On 02/08/2018 07:23 AM, Edgar Kaziakhmedov wrote:
> Upstream NBD protocol implementation supports an efficient zero out
> mechanism over the wire, along with the ability to check whether a
> client allows using a hole.
> 
> Accordingly, since PWRITE_ZERO doesn't involve any payload on the wire,
> increase a maximum size of the PWRITE_ZERO request up to 1Gb (aligned).
> Moreover, such change will decrease the number of PWRITE_ZERO NBD commands
> in comparison with the current 32M limit.
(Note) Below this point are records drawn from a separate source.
use rusqlite::{Connection, Result};

/// Current database schema version
const CURRENT_VERSION: u32 = 1;

/// Migration system for managing database schema versions
pub struct MigrationManager;

impl MigrationManager {
    /// Initialize the database with the current schema
    /// This creates the schema_version table and applies all migrations
    pub fn initialize(conn: &Connection) -> Result<()> {
        conn.execute(
            "CREATE TABLE IF NOT EXISTS schema_version (
                version INTEGER PRIMARY KEY
            )",
            [],
        )?;

        let current_version: u32 = conn
            .query_row(
                "SELECT COALESCE(MAX(version), 0) FROM schema_version",
                [],
                |row| row.get(0),
            )
            .unwrap_or(0);

        for version in (current_version + 1)..=CURRENT_VERSION {
            Self::apply_migration(conn, version)?;
        }

        Ok(())
    }

    /// Apply a specific migration by version number
    fn apply_migration(conn: &Connection, version: u32) -> Result<()> {
        let tx = conn.unchecked_transaction()?;
        match version {
            1 => migration_v1(&tx)?,
            _ => {
                return Err(rusqlite::Error::SqliteFailure(
                    rusqlite::ffi::Error::new(rusqlite::ffi::SQLITE_MISUSE),
                    Some(format!("No migration found for version {}", version)),
                ))
            }
        }
        tx.execute("INSERT INTO schema_version (version) VALUES (?1)", [version])?;
        tx.commit()
    }

    /// Get the current schema version
    pub fn get_version(conn: &Connection) -> Result<u32> {
        conn.query_row(
            "SELECT COALESCE(MAX(version), 0) FROM schema_version",
            [],
            |row| row.get(0),
        )
    }
}

/// v1: applications table
fn migration_v1(tx: &rusqlite::Transaction) -> Result<()> {
    tx.execute(
        "CREATE TABLE applications (
            id INTEGER PRIMARY KEY AUTOINCREMENT,
            uuid TEXT NOT NULL UNIQUE,
            company TEXT NOT NULL,
            role TEXT NOT NULL,
            stage TEXT NOT NULL DEFAULT 'to-apply',
            url TEXT,
            notes TEXT,
            created_ts INTEGER NOT NULL,
            modified_ts INTEGER NOT NULL
        )",
        [],
    )?;
    tx.execute(
        "CREATE INDEX idx_applications_stage ON applications(stage)",
        [],
    )?;
    Ok(())
}

#[cfg(test)]
mod tests {
    use super::*;

    #[test]
    fn test_initialize_is_idempotent() {
        let conn = Connection::open_in_memory().unwrap();
        MigrationManager::initialize(&conn).unwrap();
        MigrationManager::initialize(&conn).unwrap();
        assert_eq!(MigrationManager::get_version(&conn).unwrap(), CURRENT_VERSION);
    }
}
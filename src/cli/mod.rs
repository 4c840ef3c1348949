pub mod commands;
pub mod error;
pub mod output;

pub use commands::*;
pub use error::*;
pub use output::*;
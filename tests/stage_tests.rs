use assert_cmd::Command;
use predicates::prelude::*;
use std::fs;
use tempfile::TempDir;

fn setup_test_env() -> (TempDir, std::sync::MutexGuard<'static, ()>) {
    let guard = test_env::lock_test_env();
    let temp_dir = TempDir::new().unwrap();
    let db_path = temp_dir.path().join("test.db");
    let config_dir = temp_dir.path().join(".huntl");
    fs::create_dir_all(&config_dir).unwrap();
    let config_file = config_dir.join("rc");
    fs::write(&config_file, format!("data.location={}\n", db_path.display())).unwrap();
    std::env::set_var("HOME", temp_dir.path().to_str().unwrap());
    (temp_dir, guard)
}

fn huntl_cmd(temp_dir: &TempDir) -> Command {
    let mut cmd = Command::cargo_bin("huntl").unwrap();
    cmd.env("HOME", temp_dir.path());
    cmd
}

#[test]
fn test_set_stage_moves_application() {
    let (temp_dir, _guard) = setup_test_env();

    huntl_cmd(&temp_dir)
        .args(["add", "Acme", "Backend"])
        .assert()
        .success();

    huntl_cmd(&temp_dir)
        .args(["set-stage", "1", "hr-screen"])
        .assert()
        .success()
        .stdout(predicates::str::contains("moved to hr-screen"));

    huntl_cmd(&temp_dir)
        .args(["show", "1"])
        .assert()
        .success()
        .stdout(predicates::str::contains("hr-screen"));

    drop(temp_dir);
}

#[test]
fn test_set_stage_accepts_loose_spelling() {
    let (temp_dir, _guard) = setup_test_env();

    huntl_cmd(&temp_dir)
        .args(["add", "Acme", "Backend"])
        .assert()
        .success();

    // Underscores and capitals normalize to the dashed form.
    huntl_cmd(&temp_dir)
        .args(["set-stage", "1", "HR_Screen"])
        .assert()
        .success();

    drop(temp_dir);
}

#[test]
fn test_set_stage_unknown_stage_lists_valid_ones() {
    let (temp_dir, _guard) = setup_test_env();

    huntl_cmd(&temp_dir)
        .args(["add", "Acme", "Backend"])
        .assert()
        .success();

    huntl_cmd(&temp_dir)
        .args(["set-stage", "1", "purgatory"])
        .assert()
        .failure()
        .code(1)
        .stderr(predicates::str::contains("Valid stages"))
        .stderr(predicates::str::contains("to-apply"));

    drop(temp_dir);
}

#[test]
fn test_set_stage_missing_application_is_internal_flow() {
    let (temp_dir, _guard) = setup_test_env();

    huntl_cmd(&temp_dir)
        .args(["set-stage", "7", "offer"])
        .assert()
        .failure()
        .stderr(predicates::str::contains("No application with ID 7"));

    drop(temp_dir);
}

#[test]
fn test_pipeline_walkthrough() {
    let (temp_dir, _guard) = setup_test_env();

    huntl_cmd(&temp_dir)
        .args(["add", "Acme", "Backend"])
        .assert()
        .success();

    for stage in ["applied", "hr-screen", "interview", "offer"] {
        huntl_cmd(&temp_dir)
            .args(["set-stage", "1", stage])
            .assert()
            .success();
    }

    huntl_cmd(&temp_dir)
        .args(["list"])
        .assert()
        .success()
        .stdout(predicates::str::contains("offer"));

    drop(temp_dir);
}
The benefits of
> the larger constraint can be examined in a block mirroring over NBD.

We've got a potential problem.  Unless you have out-of-band 
communication of the maximum NBD_CMD_WRITE_ZEROES sizing (or if the NBD 
protocol is enhanced to advertise that as an additional piece of block 
size information during NBD_OPT_GO), then a client CANNOT assume that 
the server will accept a request this large.  We MIGHT get lucky if all 
existing servers that accept WRITE_ZEROES requests either act on large 
requests or reply with EINVAL but do not outright drop the connection 
(which is different from servers that DO outright drop the connection 
for an NBD_CMD_WRITE larger than 32M).  But I don't know if that's how 
all servers behave, so sending a too-large WRITE_ZEROES request may have 
the unintended consequence of killing the connection.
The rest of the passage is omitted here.